BEGIN Records for this task
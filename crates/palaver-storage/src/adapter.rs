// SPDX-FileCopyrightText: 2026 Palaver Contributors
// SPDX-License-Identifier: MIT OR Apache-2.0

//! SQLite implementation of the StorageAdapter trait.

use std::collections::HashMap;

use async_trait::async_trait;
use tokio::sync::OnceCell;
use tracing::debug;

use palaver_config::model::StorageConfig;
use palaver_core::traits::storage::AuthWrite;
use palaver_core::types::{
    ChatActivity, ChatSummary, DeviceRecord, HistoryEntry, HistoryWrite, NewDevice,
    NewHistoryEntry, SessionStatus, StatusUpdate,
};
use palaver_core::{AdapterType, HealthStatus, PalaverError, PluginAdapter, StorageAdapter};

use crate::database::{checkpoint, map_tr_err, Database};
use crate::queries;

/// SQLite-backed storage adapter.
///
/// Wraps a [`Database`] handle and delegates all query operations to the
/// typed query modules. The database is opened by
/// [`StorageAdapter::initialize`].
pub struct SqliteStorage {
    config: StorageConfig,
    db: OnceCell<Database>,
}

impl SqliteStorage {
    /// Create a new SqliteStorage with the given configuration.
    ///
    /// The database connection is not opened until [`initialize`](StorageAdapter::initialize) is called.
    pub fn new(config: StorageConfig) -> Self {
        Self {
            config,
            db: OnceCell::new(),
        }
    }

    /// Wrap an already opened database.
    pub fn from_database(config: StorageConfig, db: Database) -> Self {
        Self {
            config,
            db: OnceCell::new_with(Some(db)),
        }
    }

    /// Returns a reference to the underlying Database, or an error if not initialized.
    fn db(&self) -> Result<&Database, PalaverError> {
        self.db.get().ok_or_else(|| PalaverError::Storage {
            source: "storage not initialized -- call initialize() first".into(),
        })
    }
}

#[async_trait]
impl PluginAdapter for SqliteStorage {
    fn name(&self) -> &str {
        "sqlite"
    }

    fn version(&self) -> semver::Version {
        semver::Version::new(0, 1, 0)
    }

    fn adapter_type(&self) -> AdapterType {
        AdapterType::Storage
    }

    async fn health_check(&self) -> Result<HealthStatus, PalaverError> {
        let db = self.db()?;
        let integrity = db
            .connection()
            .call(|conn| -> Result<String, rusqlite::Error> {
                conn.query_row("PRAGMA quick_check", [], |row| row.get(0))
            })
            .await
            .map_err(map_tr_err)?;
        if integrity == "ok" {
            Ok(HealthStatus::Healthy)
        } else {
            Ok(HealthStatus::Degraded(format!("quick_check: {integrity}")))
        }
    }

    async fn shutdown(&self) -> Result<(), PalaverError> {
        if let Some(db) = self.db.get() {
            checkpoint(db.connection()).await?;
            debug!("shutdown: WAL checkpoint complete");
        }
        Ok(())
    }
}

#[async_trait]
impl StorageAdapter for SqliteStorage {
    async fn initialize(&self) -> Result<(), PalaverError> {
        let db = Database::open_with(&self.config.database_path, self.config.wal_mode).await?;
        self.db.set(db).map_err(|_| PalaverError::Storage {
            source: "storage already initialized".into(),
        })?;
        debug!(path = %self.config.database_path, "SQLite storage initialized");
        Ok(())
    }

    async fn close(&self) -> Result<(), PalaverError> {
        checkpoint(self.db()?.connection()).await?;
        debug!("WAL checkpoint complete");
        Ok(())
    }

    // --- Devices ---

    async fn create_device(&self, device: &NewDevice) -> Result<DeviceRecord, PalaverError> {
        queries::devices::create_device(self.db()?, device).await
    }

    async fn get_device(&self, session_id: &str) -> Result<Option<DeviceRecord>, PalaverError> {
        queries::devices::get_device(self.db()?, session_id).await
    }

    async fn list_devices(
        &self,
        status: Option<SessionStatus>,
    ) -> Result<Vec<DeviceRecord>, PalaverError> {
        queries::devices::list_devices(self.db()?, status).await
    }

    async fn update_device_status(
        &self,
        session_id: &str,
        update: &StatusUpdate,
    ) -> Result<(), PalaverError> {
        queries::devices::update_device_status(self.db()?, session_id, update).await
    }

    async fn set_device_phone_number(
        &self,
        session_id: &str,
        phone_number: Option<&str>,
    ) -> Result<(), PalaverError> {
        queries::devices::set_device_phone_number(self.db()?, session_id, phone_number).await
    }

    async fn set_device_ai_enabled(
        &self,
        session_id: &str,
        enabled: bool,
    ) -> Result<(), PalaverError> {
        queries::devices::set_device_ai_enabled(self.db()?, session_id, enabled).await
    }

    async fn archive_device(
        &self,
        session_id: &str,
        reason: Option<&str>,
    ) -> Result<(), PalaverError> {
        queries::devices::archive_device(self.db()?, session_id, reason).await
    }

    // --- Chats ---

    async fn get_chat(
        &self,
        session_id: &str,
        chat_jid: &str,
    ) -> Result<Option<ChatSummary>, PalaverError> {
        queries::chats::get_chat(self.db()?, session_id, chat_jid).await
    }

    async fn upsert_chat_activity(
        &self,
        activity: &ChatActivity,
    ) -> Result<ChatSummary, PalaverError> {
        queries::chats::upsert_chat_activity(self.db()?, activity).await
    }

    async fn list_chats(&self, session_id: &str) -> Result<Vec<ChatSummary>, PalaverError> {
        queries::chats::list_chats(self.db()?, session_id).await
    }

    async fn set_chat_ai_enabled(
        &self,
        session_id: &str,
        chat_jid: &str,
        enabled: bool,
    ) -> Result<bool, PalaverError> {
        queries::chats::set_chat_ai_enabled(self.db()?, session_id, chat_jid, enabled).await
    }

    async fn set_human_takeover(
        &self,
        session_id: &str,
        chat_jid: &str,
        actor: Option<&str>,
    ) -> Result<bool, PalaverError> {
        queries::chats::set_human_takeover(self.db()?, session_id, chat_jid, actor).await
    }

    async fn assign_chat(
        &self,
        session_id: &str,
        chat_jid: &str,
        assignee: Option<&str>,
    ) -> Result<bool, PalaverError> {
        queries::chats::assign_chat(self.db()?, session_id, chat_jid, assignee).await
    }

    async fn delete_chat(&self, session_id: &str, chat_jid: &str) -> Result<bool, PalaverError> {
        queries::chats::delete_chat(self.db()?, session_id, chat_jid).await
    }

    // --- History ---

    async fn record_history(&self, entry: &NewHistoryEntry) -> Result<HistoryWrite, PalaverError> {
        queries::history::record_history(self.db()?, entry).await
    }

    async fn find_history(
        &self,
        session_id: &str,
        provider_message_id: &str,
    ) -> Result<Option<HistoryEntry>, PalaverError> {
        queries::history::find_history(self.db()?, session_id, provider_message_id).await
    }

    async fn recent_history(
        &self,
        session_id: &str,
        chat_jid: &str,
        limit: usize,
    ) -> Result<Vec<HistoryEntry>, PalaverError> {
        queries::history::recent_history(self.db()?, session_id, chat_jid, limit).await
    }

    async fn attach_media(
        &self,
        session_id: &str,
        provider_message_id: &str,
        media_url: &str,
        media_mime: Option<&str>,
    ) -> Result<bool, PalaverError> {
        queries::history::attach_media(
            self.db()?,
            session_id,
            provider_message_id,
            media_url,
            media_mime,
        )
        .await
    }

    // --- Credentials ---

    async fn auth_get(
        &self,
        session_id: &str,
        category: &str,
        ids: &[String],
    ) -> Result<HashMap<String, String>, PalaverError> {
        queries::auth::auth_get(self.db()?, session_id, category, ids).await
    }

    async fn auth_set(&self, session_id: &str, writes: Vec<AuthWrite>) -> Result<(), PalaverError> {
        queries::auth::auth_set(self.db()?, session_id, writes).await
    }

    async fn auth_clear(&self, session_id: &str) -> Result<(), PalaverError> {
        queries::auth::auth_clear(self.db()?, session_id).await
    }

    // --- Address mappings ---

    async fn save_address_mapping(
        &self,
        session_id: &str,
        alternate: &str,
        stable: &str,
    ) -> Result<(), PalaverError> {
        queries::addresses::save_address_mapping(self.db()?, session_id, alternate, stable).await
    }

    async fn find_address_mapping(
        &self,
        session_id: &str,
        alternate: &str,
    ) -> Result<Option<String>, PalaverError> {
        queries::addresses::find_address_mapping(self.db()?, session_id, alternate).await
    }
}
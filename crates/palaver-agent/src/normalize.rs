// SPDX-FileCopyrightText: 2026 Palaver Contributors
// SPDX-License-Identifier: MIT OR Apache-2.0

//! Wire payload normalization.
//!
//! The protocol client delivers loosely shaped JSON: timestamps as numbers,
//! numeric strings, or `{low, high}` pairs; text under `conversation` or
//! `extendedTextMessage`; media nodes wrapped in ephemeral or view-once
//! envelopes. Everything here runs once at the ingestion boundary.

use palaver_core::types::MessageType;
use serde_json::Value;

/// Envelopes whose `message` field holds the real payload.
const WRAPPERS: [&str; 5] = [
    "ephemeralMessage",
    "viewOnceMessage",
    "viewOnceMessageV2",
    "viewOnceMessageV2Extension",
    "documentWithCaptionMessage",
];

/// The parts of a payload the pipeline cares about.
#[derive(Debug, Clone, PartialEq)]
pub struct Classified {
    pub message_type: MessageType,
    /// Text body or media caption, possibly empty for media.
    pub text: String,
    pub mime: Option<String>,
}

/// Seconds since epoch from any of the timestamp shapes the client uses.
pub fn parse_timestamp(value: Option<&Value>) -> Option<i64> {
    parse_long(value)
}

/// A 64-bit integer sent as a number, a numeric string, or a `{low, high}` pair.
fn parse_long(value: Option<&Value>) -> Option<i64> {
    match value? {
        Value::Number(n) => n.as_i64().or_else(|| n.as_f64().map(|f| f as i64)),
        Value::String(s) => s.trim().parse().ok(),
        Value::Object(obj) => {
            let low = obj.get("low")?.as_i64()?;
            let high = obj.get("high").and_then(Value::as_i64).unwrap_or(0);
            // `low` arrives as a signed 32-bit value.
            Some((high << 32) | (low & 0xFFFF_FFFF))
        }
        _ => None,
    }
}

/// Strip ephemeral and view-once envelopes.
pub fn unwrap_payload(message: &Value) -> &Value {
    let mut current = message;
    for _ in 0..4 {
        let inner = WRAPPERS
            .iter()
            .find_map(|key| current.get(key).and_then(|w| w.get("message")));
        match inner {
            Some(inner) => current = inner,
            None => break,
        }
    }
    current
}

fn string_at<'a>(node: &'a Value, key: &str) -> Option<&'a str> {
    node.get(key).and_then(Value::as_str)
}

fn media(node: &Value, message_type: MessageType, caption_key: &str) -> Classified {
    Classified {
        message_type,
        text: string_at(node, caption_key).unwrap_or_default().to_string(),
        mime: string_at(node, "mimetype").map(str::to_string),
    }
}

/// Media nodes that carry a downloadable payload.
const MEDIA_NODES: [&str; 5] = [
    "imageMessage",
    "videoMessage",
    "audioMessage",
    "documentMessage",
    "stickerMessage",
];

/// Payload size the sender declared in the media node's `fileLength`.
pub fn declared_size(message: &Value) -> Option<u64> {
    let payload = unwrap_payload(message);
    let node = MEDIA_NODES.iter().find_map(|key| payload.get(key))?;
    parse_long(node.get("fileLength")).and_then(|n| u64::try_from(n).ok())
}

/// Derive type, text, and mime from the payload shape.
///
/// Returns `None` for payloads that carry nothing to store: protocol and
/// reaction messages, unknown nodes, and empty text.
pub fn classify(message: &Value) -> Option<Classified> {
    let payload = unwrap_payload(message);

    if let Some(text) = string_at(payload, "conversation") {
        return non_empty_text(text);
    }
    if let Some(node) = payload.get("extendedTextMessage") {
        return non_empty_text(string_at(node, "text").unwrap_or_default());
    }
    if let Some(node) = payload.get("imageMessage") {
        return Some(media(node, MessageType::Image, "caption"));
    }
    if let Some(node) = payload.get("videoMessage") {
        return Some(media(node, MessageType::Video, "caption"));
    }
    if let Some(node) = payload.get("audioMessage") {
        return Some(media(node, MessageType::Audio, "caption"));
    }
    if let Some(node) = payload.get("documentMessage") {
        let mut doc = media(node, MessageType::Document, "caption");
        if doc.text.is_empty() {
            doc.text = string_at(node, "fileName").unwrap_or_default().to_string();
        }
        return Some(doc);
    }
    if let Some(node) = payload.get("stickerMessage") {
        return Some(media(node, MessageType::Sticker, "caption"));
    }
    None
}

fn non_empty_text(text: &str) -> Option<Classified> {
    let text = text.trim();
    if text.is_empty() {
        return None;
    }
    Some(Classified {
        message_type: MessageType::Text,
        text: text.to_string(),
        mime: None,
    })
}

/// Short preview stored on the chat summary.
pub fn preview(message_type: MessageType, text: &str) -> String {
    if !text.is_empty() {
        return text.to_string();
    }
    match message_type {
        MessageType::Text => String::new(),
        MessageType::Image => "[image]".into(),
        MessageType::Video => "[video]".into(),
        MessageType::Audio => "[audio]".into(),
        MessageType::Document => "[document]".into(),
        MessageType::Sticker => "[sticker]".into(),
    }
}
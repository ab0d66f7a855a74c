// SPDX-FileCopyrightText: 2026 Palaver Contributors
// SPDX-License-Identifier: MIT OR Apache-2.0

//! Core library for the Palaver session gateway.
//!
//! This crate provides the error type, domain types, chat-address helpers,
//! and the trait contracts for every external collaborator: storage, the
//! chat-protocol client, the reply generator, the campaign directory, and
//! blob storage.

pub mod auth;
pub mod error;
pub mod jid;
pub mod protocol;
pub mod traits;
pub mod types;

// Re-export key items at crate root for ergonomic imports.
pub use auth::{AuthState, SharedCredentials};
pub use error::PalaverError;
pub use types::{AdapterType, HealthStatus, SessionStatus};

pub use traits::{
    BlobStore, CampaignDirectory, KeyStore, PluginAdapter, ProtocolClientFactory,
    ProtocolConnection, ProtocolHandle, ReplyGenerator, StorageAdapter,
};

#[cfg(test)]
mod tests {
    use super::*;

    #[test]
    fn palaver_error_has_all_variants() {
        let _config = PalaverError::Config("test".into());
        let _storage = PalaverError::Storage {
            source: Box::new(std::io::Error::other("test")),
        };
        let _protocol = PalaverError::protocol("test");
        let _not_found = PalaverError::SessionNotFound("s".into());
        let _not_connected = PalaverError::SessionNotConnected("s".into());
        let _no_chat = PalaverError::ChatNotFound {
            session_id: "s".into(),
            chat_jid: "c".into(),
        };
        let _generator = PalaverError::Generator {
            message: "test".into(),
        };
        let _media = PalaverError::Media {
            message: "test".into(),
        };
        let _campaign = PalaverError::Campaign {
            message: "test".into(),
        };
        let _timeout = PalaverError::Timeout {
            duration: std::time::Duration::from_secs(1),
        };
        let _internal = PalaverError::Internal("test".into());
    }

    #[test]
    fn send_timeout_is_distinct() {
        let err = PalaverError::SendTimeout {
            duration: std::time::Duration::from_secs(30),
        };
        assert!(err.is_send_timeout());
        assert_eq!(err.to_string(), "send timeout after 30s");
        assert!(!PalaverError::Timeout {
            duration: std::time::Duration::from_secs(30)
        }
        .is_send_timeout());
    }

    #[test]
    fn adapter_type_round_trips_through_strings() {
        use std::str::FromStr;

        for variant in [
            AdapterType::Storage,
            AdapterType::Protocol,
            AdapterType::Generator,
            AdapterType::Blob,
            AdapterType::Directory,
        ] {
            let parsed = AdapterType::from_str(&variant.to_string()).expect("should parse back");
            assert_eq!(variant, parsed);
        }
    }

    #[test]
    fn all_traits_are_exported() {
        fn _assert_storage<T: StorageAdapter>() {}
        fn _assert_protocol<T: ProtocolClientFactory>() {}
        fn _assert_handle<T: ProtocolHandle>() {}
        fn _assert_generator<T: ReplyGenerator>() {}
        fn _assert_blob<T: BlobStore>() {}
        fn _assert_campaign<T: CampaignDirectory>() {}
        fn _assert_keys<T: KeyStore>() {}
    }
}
END Records for this task
## Problem to solve:
Copy out, word for word, the part of the entries above that begins at the line with "and view-once envelopes." and ends at the line with "if let Some(text)", including both.

## Result:
/// Strip ephemeral and view-once envelopes.
pub fn unwrap_payload(message: &Value) -> &Value {
    let mut current = message;
    for _ in 0..4 {
        let inner = WRAPPERS
            .iter()
            .find_map(|key| current.get(key).and_then(|w| w.get("message")));
        match inner {
            Some(inner) => current = inner,
            None => break,
        }
    }
    current
}

fn string_at<'a>(node: &'a Value, key: &str) -> Option<&'a str> {
    node.get(key).and_then(Value::as_str)
}

fn media(node: &Value, message_type: MessageType, caption_key: &str) -> Classified {
    Classified {
        message_type,
        text: string_at(node, caption_key).unwrap_or_default().to_string(),
        mime: string_at(node, "mimetype").map(str::to_string),
    }
}

/// Media nodes that carry a downloadable payload.
const MEDIA_NODES: [&str; 5] = [
    "imageMessage",
    "videoMessage",
    "audioMessage",
    "documentMessage",
    "stickerMessage",
];

/// Payload size the sender declared in the media node's `fileLength`.
pub fn declared_size(message: &Value) -> Option<u64> {
    let payload = unwrap_payload(message);
    let node = MEDIA_NODES.iter().find_map(|key| payload.get(key))?;
    parse_long(node.get("fileLength")).and_then(|n| u64::try_from(n).ok())
}

/// Derive type, text, and mime from the payload shape.
///
/// Returns `None` for payloads that carry nothing to store: protocol and
/// reaction messages, unknown nodes, and empty text.
pub fn classify(message: &Value) -> Option<Classified> {
    let payload = unwrap_payload(message);

    if let Some(text) = string_at(payload, "conversation") {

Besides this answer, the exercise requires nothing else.